During Keller’s presentation Tuesday at Mega Camp, he included a slide showing median home prices and median incomes in the U.S. diverging over the last several decades. The point was that homes have become less and less affordable as prices have outpaced earnings.

Speaking with Inman, Ruben said that divergence is real, but not equally felt across the entire market.

“As you look at the demographics of the typical homebuyer, they’re going to be in the top 20 to 40 percent of earners,” he explained. “There’s sort of a parallel story of how those who can afford houses are earning more.”

In other words, the divergence of incomes and home prices is being felt more acutely among people earning less. And Ruben said this affordability issue is compounded by things like student loans, which are a major issue for millennials of homebuying age, as well as the price jumps of the last year.
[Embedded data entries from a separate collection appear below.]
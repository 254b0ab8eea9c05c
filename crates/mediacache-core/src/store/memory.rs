//! Bounded in-memory tier.

use crate::key::{Asset, CacheKey};
use mini_moka::sync::Cache;
use std::time::Duration;

/// Byte-weighted memory store.
///
/// Entries may be evicted at any time once the byte budget is exceeded, so a
/// miss here means "unknown", never "absent". Operations have no error channel.
#[derive(Clone)]
pub struct MemoryStore {
    cache: Cache<CacheKey, Asset>,
    capacity_bytes: u64,
}

impl MemoryStore {
    /// Create a store holding at most `capacity_bytes` of asset data.
    pub fn new(capacity_bytes: u64) -> Self {
        Self::with_time_to_idle(capacity_bytes, None)
    }

    /// Create a store whose entries also expire after `idle` without reads.
    pub fn with_time_to_idle(capacity_bytes: u64, idle: Option<Duration>) -> Self {
        let mut builder = Cache::builder()
            .max_capacity(capacity_bytes)
            .weigher(|_key: &CacheKey, asset: &Asset| -> u32 {
                u32::try_from(asset.len()).unwrap_or(u32::MAX)
            });
        if let Some(idle) = idle {
            builder = builder.time_to_idle(idle);
        }
        Self {
            cache: builder.build(),
            capacity_bytes,
        }
    }

    pub fn get(&self, key: &CacheKey) -> Option<Asset> {
        self.cache.get(key)
    }

    pub fn put(&self, key: CacheKey, asset: Asset) {
        self.cache.insert(key, asset);
    }

    pub fn contains(&self, key: &CacheKey) -> bool {
        self.cache.contains_key(key)
    }

    pub fn remove(&self, key: &CacheKey) {
        self.cache.invalidate(key);
    }

    pub fn clear(&self) {
        self.cache.invalidate_all();
    }

    /// Approximate number of entries; pending evictions may not be reflected.
    pub fn entry_count(&self) -> u64 {
        self.cache.entry_count()
    }

    /// Approximate total bytes held.
    pub fn weighted_size(&self) -> u64 {
        self.cache.weighted_size()
    }

    pub fn capacity_bytes(&self) -> u64 {
        self.capacity_bytes
    }
}

impl std::fmt::Debug for MemoryStore {
    fn fmt(&self, f: &mut std::fmt::Formatter<'_>) -> std::fmt::Result {
        f.debug_struct("MemoryStore")
            .field("capacity_bytes", &self.capacity_bytes)
            .field("entry_count", &self.entry_count())
            .finish()
    }
}
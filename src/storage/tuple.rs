use bytes::{Buf, Bytes};

use crate::{
    catalog::schema::Schema,
    db_types::{TypeId, Value},
    storage::rid::Rid,
};

/// A serialized row. The fixed portion holds each column's slot at the
/// offset the schema assigned; unlined columns store a 4-byte pointer there
/// and their payload lives in the tail, appended in column order.
#[derive(Debug, Clone, PartialEq)]
pub struct Tuple {
    rid: Option<Rid>,
    data: Bytes,
}

impl Tuple {
    /// Builds a tuple from one value per schema column, in declaration
    /// order. Values must match the column types.
    pub fn from_values(values: &[Value], schema: &Schema) -> Tuple {
        debug_assert_eq!(values.len() as u32, schema.column_count());

        let mut tuple_size = schema.length();
        for &col_idx in schema.get_unlined_columns() {
            tuple_size += values[col_idx as usize].size();
        }

        let mut data = vec![0u8; tuple_size as usize];

        let mut tuple_end_offset = schema.length();
        for idx in 0..schema.column_count() {
            let column = schema.get_column(idx);
            let value = &values[idx as usize];
            let slot = column.offset() as usize;

            if column.is_inlined() {
                let raw = value.serialize();
                data[slot..slot + raw.len()].copy_from_slice(&raw);
            } else {
                data[slot..slot + 4].copy_from_slice(&tuple_end_offset.to_le_bytes());

                let raw = value.serialize();
                let tail = tuple_end_offset as usize;
                data[tail..tail + raw.len()].copy_from_slice(&raw);
                tuple_end_offset += value.size();
            }
        }

        Tuple {
            rid: None,
            data: Bytes::from(data),
        }
    }

    /// Wraps raw tuple bytes read out of a page slot.
    pub fn from_bytes(rid: Rid, data: &[u8]) -> Tuple {
        Tuple {
            rid: Some(rid),
            data: Bytes::copy_from_slice(data),
        }
    }

    /// Decodes the value of column `col_idx` against `schema`. Unlined
    /// columns indirect through the pointer in their fixed slot.
    pub fn get_value(&self, schema: &Schema, col_idx: u32) -> Value {
        let column = schema.get_column(col_idx);
        let mut offset = column.offset() as usize;

        if !column.is_inlined() {
            let mut slot = &self.data[offset..offset + column.fixed_length() as usize];
            offset = slot.get_u32_le() as usize;
        }

        Value::deserialize(&self.data[offset..], column.get_type())
    }

    pub fn size(&self) -> u32 {
        self.data.len() as u32
    }

    pub fn data(&self) -> &[u8] {
        &self.data
    }

    pub fn rid(&self) -> Option<Rid> {
        self.rid
    }

    pub fn set_rid(&mut self, rid: Rid) {
        self.rid = Some(rid);
    }
}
Gonzales said that the solution to growing affordability issues will likely have to come from lawmakers who set housing policy.

The market in 2021

Though there are plenty of issues to worry about, Gonzales was ultimately optimistic about the near future. Interest rates will likely rise, but moderately, and home prices should continue to go up as well, even if more slowly than in the immediate past.

And Gonzales added that he ultimately believes “home sales are going to be good next year.”

“We think overall we’re on good footing economically,” he continued, “and that should underpin a good housing market as we move into 2022.”